Think about it longer term… All the people struggling at the bottom now have secure housing. More money is free for nutrition, hygiene, they can get better jobs or afford schooling… Trades or higher education. More people have a chance to escape poverty and contribute production, get more money to spend, more money gets out into local economies. So and so forth. It’s a good idea.

flerp,

Really? You don’t think that building solid foundations for people to get on their feet and start making more money themselves, money that they can turn around and spend on more products, would have a fantastic return? The benefit for the economy would be immense but corporations can’t write that into their spreadsheets changing their bottom line so it “doesn’t count”

Savaran,

I mean, you do understand that this money isn’t just vanishing right? It’s being spent on people, manufacturing, materials.
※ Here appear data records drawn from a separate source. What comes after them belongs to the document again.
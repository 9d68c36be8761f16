//! The pattern table and first-match resolution.

use crate::params::Params;
use crate::pattern::Pattern;
use crate::RouteMatch;

/// An insertion-ordered table mapping path patterns to handlers.
///
/// The router is generic over the stored handler type so that the matching
/// logic stays independent of any particular handler signature.
///
/// # Example
///
/// ```rust
/// use kite_router::Router;
///
/// let mut router = Router::new();
/// router.register("/hello/{name}", "sayHello");
///
/// let matched = router.resolve("/hello/Ada").unwrap();
/// assert_eq!(*matched.handler, "sayHello");
/// assert_eq!(matched.params.get("name"), Some("Ada"));
/// ```
///
/// # Ordering
///
/// Routes are scanned in registration order and the first full structural
/// match wins. Overlapping patterns are legal; the earliest registration
/// takes precedence. The table is expected to be fully populated before
/// serving begins and is read-only during dispatch.
#[derive(Debug, Clone)]
pub struct Router<T> {
    routes: Vec<(Pattern, T)>,
}

impl<T> Default for Router<T> {
    fn default() -> Self {
        Self::new()
    }
}

impl<T> Router<T> {
    /// Creates a new empty router.
    #[must_use]
    pub fn new() -> Self {
        Self { routes: Vec::new() }
    }

    /// Registers a pattern.
    ///
    /// Registering the identical pattern string a second time silently
    /// replaces the previously stored handler, keeping the route's original
    /// position in the scan order.
    pub fn register(&mut self, pattern: &str, handler: T) {
        if let Some(route) = self
            .routes
            .iter_mut()
            .find(|(existing, _)| existing.as_str() == pattern)
        {
            route.1 = handler;
        } else {
            self.routes.push((Pattern::parse(pattern), handler));
        }
    }

    /// Resolves a path to the first structurally matching route.
    ///
    /// Returns the stored handler together with a fresh [`Params`] set, or
    /// `None` when no registered pattern matches.
    #[must_use]
    pub fn resolve(&self, path: &str) -> Option<RouteMatch<'_, T>> {
        self.routes.iter().find_map(|(pattern, handler)| {
            pattern
                .matches(path)
                .map(|params| RouteMatch::new(handler, params))
        })
    }

    /// Returns the registered pattern strings in registration order.
    pub fn patterns(&self) -> impl Iterator<Item = &str> {
        self.routes.iter().map(|(pattern, _)| pattern.as_str())
    }

    /// Returns the number of registered routes.
    #[must_use]
    pub fn len(&self) -> usize {
        self.routes.len()
    }

    /// Returns true if no routes are registered.
    #[must_use]
    pub fn is_empty(&self) -> bool {
        self.routes.is_empty()
    }

    /// Resolves a path and discards the handler, returning only the
    /// bindings. Useful for introspection and tests.
    #[must_use]
    pub fn resolve_params(&self, path: &str) -> Option<Params> {
        self.resolve(path).map(|matched| matched.params)
    }
}
//! # Kite Test
//!
//! Test utilities for the Kite application core: in-memory request
//! building and response assertions, with no network connections and no
//! port binding.
//!
//! ## Example
//!
//! ```ignore
//! use http::StatusCode;
//! use kite_test::{TestRequest, TestResponse};
//! use serde_json::json;
//!
//! let raw = TestRequest::get("/").build();
//! let response = TestResponse::from(app.handle(raw).unwrap());
//!
//! response
//!     .assert_status(StatusCode::OK)
//!     .assert_content_type("application/json")
//!     .assert_json_eq(&json!({"message": "Hello, World!"}));
//! ```

#![doc(html_root_url = "https://docs.rs/kite-test/0.1.0")]
#![warn(missing_docs)]
#![forbid(unsafe_code)]

mod error;
mod request;
mod response;

pub use error::TestError;
pub use request::{TestRequest, TestRequestBuilder};
pub use response::TestResponse;
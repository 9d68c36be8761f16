//! Structured logging setup.
//!
//! Integrates with the tracing-subscriber ecosystem: an `EnvFilter` built
//! from the configured level, plus either a JSON or a pretty formatting
//! layer.

use tracing_subscriber::fmt::format::FmtSpan;
use tracing_subscriber::layer::SubscriberExt;
use tracing_subscriber::util::SubscriberInitExt;
use tracing_subscriber::{EnvFilter, Layer};

use crate::error::TelemetryError;
use crate::TelemetryResult;

/// Logging configuration.
#[derive(Debug, Clone)]
pub struct LogConfig {
    /// Whether logging is enabled.
    pub enabled: bool,

    /// Log level or filter directive (e.g. "info", "kite=debug").
    pub level: String,

    /// Whether to output JSON format.
    pub json_format: bool,

    /// Whether to include span events (enter, exit, close).
    pub span_events: bool,

    /// Whether to include target (module path).
    pub include_target: bool,
}

impl Default for LogConfig {
    fn default() -> Self {
        Self {
            enabled: true,
            level: "info".to_string(),
            json_format: true,
            span_events: false,
            include_target: true,
        }
    }
}

impl LogConfig {
    /// Creates a development configuration with human-readable output.
    #[must_use]
    pub fn development() -> Self {
        Self {
            enabled: true,
            level: "debug".to_string(),
            json_format: false,
            span_events: true,
            include_target: true,
        }
    }
}

/// Initializes the logging subsystem.
///
/// # Errors
///
/// Returns `TelemetryError::LoggingInit` if the filter is invalid or a
/// global subscriber is already installed.
pub fn init_logging(config: &LogConfig) -> TelemetryResult<()> {
    if !config.enabled {
        return Ok(());
    }

    let filter = EnvFilter::try_new(&config.level)
        .map_err(|e| TelemetryError::LoggingInit(format!("Invalid log level: {e}")))?;

    let span_events = if config.span_events {
        FmtSpan::NEW | FmtSpan::CLOSE
    } else {
        FmtSpan::NONE
    };

    if config.json_format {
        let fmt_layer = tracing_subscriber::fmt::layer()
            .json()
            .with_span_events(span_events)
            .with_target(config.include_target)
            .with_filter(filter);

        tracing_subscriber::registry()
            .with(fmt_layer)
            .try_init()
            .map_err(|e| TelemetryError::LoggingInit(e.to_string()))?;
    } else {
        let fmt_layer = tracing_subscriber::fmt::layer()
            .pretty()
            .with_span_events(span_events)
            .with_target(config.include_target)
            .with_filter(filter);

        tracing_subscriber::registry()
            .with(fmt_layer)
            .try_init()
            .map_err(|e| TelemetryError::LoggingInit(e.to_string()))?;
    }

    Ok(())
}

/// Standard log fields for Kite.
///
/// Use these field names for consistency across logs.
pub mod fields {
    /// HTTP method field name.
    pub const HTTP_METHOD: &str = "http.method";

    /// HTTP path field name.
    pub const HTTP_PATH: &str = "http.path";

    /// HTTP status code field name.
    pub const HTTP_STATUS: &str = "http.status_code";

    /// Middleware stage field name.
    pub const STAGE: &str = "stage";

    /// Error field name.
    pub const ERROR: &str = "error";
}

#[cfg(test)]
mod tests {
    use super::*;

    #[test]
    fn test_default_config() {
        let config = LogConfig::default();
        assert!(config.enabled);
        assert!(config.json_format);
        assert_eq!(config.level, "info");
    }

    #[test]
    fn test_development_config() {
        let config = LogConfig::development();
        assert!(!config.json_format);
        assert!(config.span_events);
        assert_eq!(config.level, "debug");
    }

    #[test]
    fn test_field_names() {
        assert_eq!(fields::HTTP_METHOD, "http.method");
        assert_eq!(fields::HTTP_PATH, "http.path");
        assert_eq!(fields::HTTP_STATUS, "http.status_code");
    }

    #[test]
    fn test_disabled_logging() {
        let config = LogConfig {
            enabled: false,
            ..Default::default()
        };

        // Should return Ok even when disabled
        assert!(init_logging(&config).is_ok());
    }

    #[test]
    fn test_invalid_level_is_rejected() {
        let config = LogConfig {
            level: "foo=bar=baz".to_string(),
            ..Default::default()
        };

        assert!(init_logging(&config).is_err());
    }
}
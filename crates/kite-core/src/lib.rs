//! # Kite Core
//!
//! Core types for the Kite HTTP application core:
//!
//! - [`RawRequest`]: the descriptor a host hands over per inbound message
//! - [`Request`]: the normalized, immutable request model
//! - [`Response`]: the mutable response accumulator
//! - [`RenderedResponse`]: the wire-ready (status, headers, bytes) triple
//! - [`Handler`]: the trait dispatched handlers implement
//! - [`KiteError`]: the error taxonomy surfaced by the application core
//!
//! The host owns the network listener and all concurrency; everything in
//! this crate is synchronous and operates on exactly one request at a time.

#![doc(html_root_url = "https://docs.rs/kite-core/0.1.0")]
#![warn(missing_docs)]
#![forbid(unsafe_code)]

pub mod error;
pub mod handler;
pub mod request;
pub mod response;

pub use error::{KiteError, KiteResult, MiddlewareError};
pub use handler::Handler;
pub use request::{RawRequest, RawRequestBuilder, Request};
pub use response::{Body, RenderedResponse, Response};
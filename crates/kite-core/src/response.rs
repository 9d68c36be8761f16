//! Response accumulation and rendering.
//!
//! [`Response`] is the mutable accumulator handlers and middleware write
//! into; [`Response::render`] turns it into the wire-ready
//! [`RenderedResponse`] triple the host transmits verbatim.
//!
//! Structured bodies stay structured until render time: a JSON body is
//! serialized, and the content type forced to `application/json`, only when
//! `render` runs. A response left without both a status and a body renders
//! as the fixed internal-error representation instead of failing the
//! request cycle.

use bytes::Bytes;
use http::{header, HeaderName, HeaderValue, StatusCode};

/// Default content type for responses that never set one.
const DEFAULT_CONTENT_TYPE: &str = "text/plain";

/// Fixed body of the internal-error representation.
const INTERNAL_ERROR_BODY: &str = "Internal Server Error";

/// A response body in one of the shapes handlers produce.
#[derive(Debug, Clone, PartialEq, Eq)]
pub enum Body {
    /// Structured data, serialized to JSON at render time.
    Json(serde_json::Value),
    /// Plain text, emitted under the accumulated content type.
    Text(String),
    /// Raw bytes, emitted under the accumulated content type.
    Bytes(Bytes),
}

impl From<serde_json::Value> for Body {
    fn from(value: serde_json::Value) -> Self {
        Self::Json(value)
    }
}

impl From<String> for Body {
    fn from(text: String) -> Self {
        Self::Text(text)
    }
}

impl From<&str> for Body {
    fn from(text: &str) -> Self {
        Self::Text(text.to_string())
    }
}

impl From<Bytes> for Body {
    fn from(bytes: Bytes) -> Self {
        Self::Bytes(bytes)
    }
}

impl From<Vec<u8>> for Body {
    fn from(bytes: Vec<u8>) -> Self {
        Self::Bytes(Bytes::from(bytes))
    }
}

/// The mutable response accumulator.
///
/// One `Response` is created empty per dispatch and threaded through the
/// middleware pipeline and the handler; whatever comes out of the pipeline
/// post-phase is rendered and returned to the host.
///
/// # Example
///
/// ```rust
/// use http::StatusCode;
/// use kite_core::Response;
/// use serde_json::json;
///
/// let mut response = Response::new();
/// response.set(json!({"message": "Hello, World!"}), StatusCode::OK);
///
/// let rendered = response.render();
/// assert_eq!(rendered.status(), StatusCode::OK);
/// assert_eq!(rendered.body().as_ref(), br#"{"message":"Hello, World!"}"#);
/// ```
#[derive(Debug, Clone, PartialEq, Eq)]
pub struct Response {
    status: Option<StatusCode>,
    content_type: String,
    body: Option<Body>,
}

impl Default for Response {
    fn default() -> Self {
        Self::new()
    }
}

impl Response {
    /// Creates an empty response: no status, no body, `text/plain` content
    /// type.
    #[must_use]
    pub fn new() -> Self {
        Self {
            status: None,
            content_type: DEFAULT_CONTENT_TYPE.to_string(),
            body: None,
        }
    }

    /// Creates a response with body and status already assigned.
    #[must_use]
    pub fn with(body: impl Into<Body>, status: StatusCode) -> Self {
        let mut response = Self::new();
        response.set(body, status);
        response
    }

    /// Assigns body and status together.
    pub fn set(&mut self, body: impl Into<Body>, status: StatusCode) {
        self.body = Some(body.into());
        self.status = Some(status);
    }

    /// Assigns the status code.
    pub fn set_status(&mut self, status: StatusCode) {
        self.status = Some(status);
    }

    /// Assigns the body, leaving the status untouched.
    pub fn set_body(&mut self, body: impl Into<Body>) {
        self.body = Some(body.into());
    }

    /// Overrides the content type used for text and byte bodies.
    ///
    /// JSON bodies always render as `application/json` regardless of this
    /// setting.
    pub fn set_content_type(&mut self, content_type: impl Into<String>) {
        self.content_type = content_type.into();
    }

    /// Returns the accumulated status, if set.
    #[must_use]
    pub fn status(&self) -> Option<StatusCode> {
        self.status
    }

    /// Returns the accumulated content type.
    #[must_use]
    pub fn content_type(&self) -> &str {
        &self.content_type
    }

    /// Returns the accumulated body, if set.
    #[must_use]
    pub fn body(&self) -> Option<&Body> {
        self.body.as_ref()
    }

    /// Renders the accumulated state into the wire-ready triple.
    ///
    /// Rendering is read-only and idempotent: calling it twice on an
    /// unmodified response yields byte-identical output.
    ///
    /// A response missing its status or its body renders as the fixed
    /// internal-error representation. That condition is a defect in the
    /// handler or pipeline, so it is logged, but it never fails the request.
    #[must_use]
    pub fn render(&self) -> RenderedResponse {
        let (Some(status), Some(body)) = (self.status, self.body.as_ref()) else {
            tracing::warn!(
                has_status = self.status.is_some(),
                has_body = self.body.is_some(),
                "rendering response that was never fully populated"
            );
            return RenderedResponse::internal_error();
        };

        let (content_type, bytes) = match body {
            Body::Json(value) => ("application/json".to_string(), Bytes::from(value.to_string())),
            Body::Text(text) => (self.content_type.clone(), Bytes::copy_from_slice(text.as_bytes())),
            Body::Bytes(bytes) => (self.content_type.clone(), bytes.clone()),
        };

        RenderedResponse::new(status, &content_type, bytes)
    }
}

/// The wire-ready (status, headers, bytes) triple.
///
/// The host transmits this verbatim; the core guarantees exactly one
/// `Content-Type` header reflecting the final content type.
#[derive(Debug, Clone, PartialEq, Eq)]
pub struct RenderedResponse {
    status: StatusCode,
    headers: Vec<(HeaderName, HeaderValue)>,
    body: Bytes,
}

impl RenderedResponse {
    fn new(status: StatusCode, content_type: &str, body: Bytes) -> Self {
        let content_type = HeaderValue::from_str(content_type)
            .unwrap_or_else(|_| HeaderValue::from_static(DEFAULT_CONTENT_TYPE));

        Self {
            status,
            headers: vec![(header::CONTENT_TYPE, content_type)],
            body,
        }
    }

    /// The fixed internal-error representation: 500, `text/plain`, fixed
    /// body. Used when a response was never populated.
    #[must_use]
    pub fn internal_error() -> Self {
        Self::new(
            StatusCode::INTERNAL_SERVER_ERROR,
            DEFAULT_CONTENT_TYPE,
            Bytes::from_static(INTERNAL_ERROR_BODY.as_bytes()),
        )
    }

    /// Returns the status code.
    #[must_use]
    pub fn status(&self) -> StatusCode {
        self.status
    }

    /// Returns the ordered header list.
    #[must_use]
    pub fn headers(&self) -> &[(HeaderName, HeaderValue)] {
        &self.headers
    }

    /// Returns a header value by name.
    #[must_use]
    pub fn header(&self, name: &HeaderName) -> Option<&HeaderValue> {
        self.headers
            .iter()
            .find(|(n, _)| n == name)
            .map(|(_, v)| v)
    }

    /// Returns the body bytes.
    #[must_use]
    pub fn body(&self) -> &Bytes {
        &self.body
    }

    /// Returns the status line: the numeric code followed by the
    /// conventional reason phrase for that code.
    #[must_use]
    pub fn status_line(&self) -> String {
        match self.status.canonical_reason() {
            Some(reason) => format!("{} {}", self.status.as_u16(), reason),
            None => self.status.as_u16().to_string(),
        }
    }
}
It doesn’t just vanish into nothing.

Black_Gulaman,
@Black_Gulaman@lemmy.dbzer0.com avatar

yeah it gets distributed in the economy and gets absorbed in the system. at least it’s not being hoarded or funneled outside the country.

the other poster is just parroting things they do not understand.

Fedizen,

Its also drawing real resources away from other things. The real estate used on these luxury failures had other potential buyers and raises costs across the board as it competes for chip factory space, marketing, etc.

If the money was taxed out of circulation it actually does essentially vanish, increasing the value of every remaining dollar if the state budget remains unchanged - its the easiest way to reduce inflation.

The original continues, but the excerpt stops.